Alert and following me around all day today - just like usual. The recommendation is to just keep a watchful eye on her...


----------



## G-bear (Oct 6, 2015)

I am so glad to hear that Phoebe is doing better! Sending good thoughts that this continues


----------



## aesthetic (Apr 23, 2015)

I'm so glad she's doing better! She's a beautiful girl, I love that white face of hers.


----------



## Pilgrim123 (Jul 26, 2014)

She really is beautiful.


----------



## LynnC (Nov 14, 2015)

Awe Phoebe is gorgeous . Glad she's still doing well.


----------



## jennretz (Jul 24, 2013)

Ahhh, that is good news today.


----------



## iGirl (Oct 5, 2009)

Thanks again to everyone - she's more or less back to normal for now. The vet thought maybe she has a little internal bleeding or something that knocked her off her feet for a bit but subsided. A mass on the spleen is apparently not too uncommon. In any event, we agreed that X-Rays might show something - but to what end? Surgery possibly - but it wouldn't do much for her short or long term. So we're just keeping the pain meds increased with a small bit of steroid/Prednisone and keeping her comfortable and as happy as we can until it's time. Just hoping it's a long time with good quality of life!


----------



## Wolfeye (Sep 15, 2015)

So often when we hear these stories it isn't a happy ending. I'm so glad your precious girl is feeling better, whether from drugs, nature, or nurture.  You two have been blessed with 13 years... and counting!

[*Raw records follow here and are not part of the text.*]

//! 수입/지출 거래 API

use crate::server::AppState;
use crate::service::transaction_service::{TransactionFilter, TransactionInput};
use actix_web::{web, HttpResponse};
use shared::tool::error::AppResult;

pub async fn list_transactions(
    state: web::Data<AppState>,
    query: web::Query<TransactionFilter>,
) -> AppResult<HttpResponse> {
    Ok(HttpResponse::Ok().json(state.transactions.list(&query).await?))
}

pub async fn get_transaction(
    state: web::Data<AppState>,
    path: web::Path<i64>,
) -> AppResult<HttpResponse> {
    Ok(HttpResponse::Ok().json(state.transactions.get(path.into_inner()).await?))
}

pub async fn create_transaction(
    state: web::Data<AppState>,
    body: web::Json<TransactionInput>,
) -> AppResult<HttpResponse> {
    Ok(HttpResponse::Created().json(state.transactions.create(&body).await?))
}

pub async fn update_transaction(
    state: web::Data<AppState>,
    path: web::Path<i64>,
    body: web::Json<TransactionInput>,
) -> AppResult<HttpResponse> {
    let updated = state.transactions.update(path.into_inner(), &body).await?;
    Ok(HttpResponse::Ok().json(updated))
}

pub async fn delete_transaction(
    state: web::Data<AppState>,
    path: web::Path<i64>,
) -> AppResult<HttpResponse> {
    state.transactions.delete(path.into_inner()).await?;
    Ok(HttpResponse::NoContent().finish())
}

pub fn configure_transaction_routes(cfg: &mut web::ServiceConfig) {
    cfg.service(
        web::scope("/api/transactions")
            .route("", web::get().to(list_transactions))
            .route("", web::post().to(create_transaction))
            .route("/{id}", web::get().to(get_transaction))
            .route("/{id}", web::put().to(update_transaction))
            .route("/{id}", web::delete().to(delete_transaction)),
    );
}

I'm sure you know to make every moment together special now!


----------



## iGirl (Oct 5, 2009)

Sad to say, not so good news today. She's back to not eating and not moving much again. . She's made it from room to room a couple of times overnight and this morning, but not feeling well at all. I can't get her to eat her little peanut butter Tramadol sandwich bite so no way to help her with the pain otherwise. :-( Just wish I could help more somehow... She's gone from warm and heavy panting to cool and quiet, mostly sleeping though she did manage to bark at some people outside this morning watching out the back window.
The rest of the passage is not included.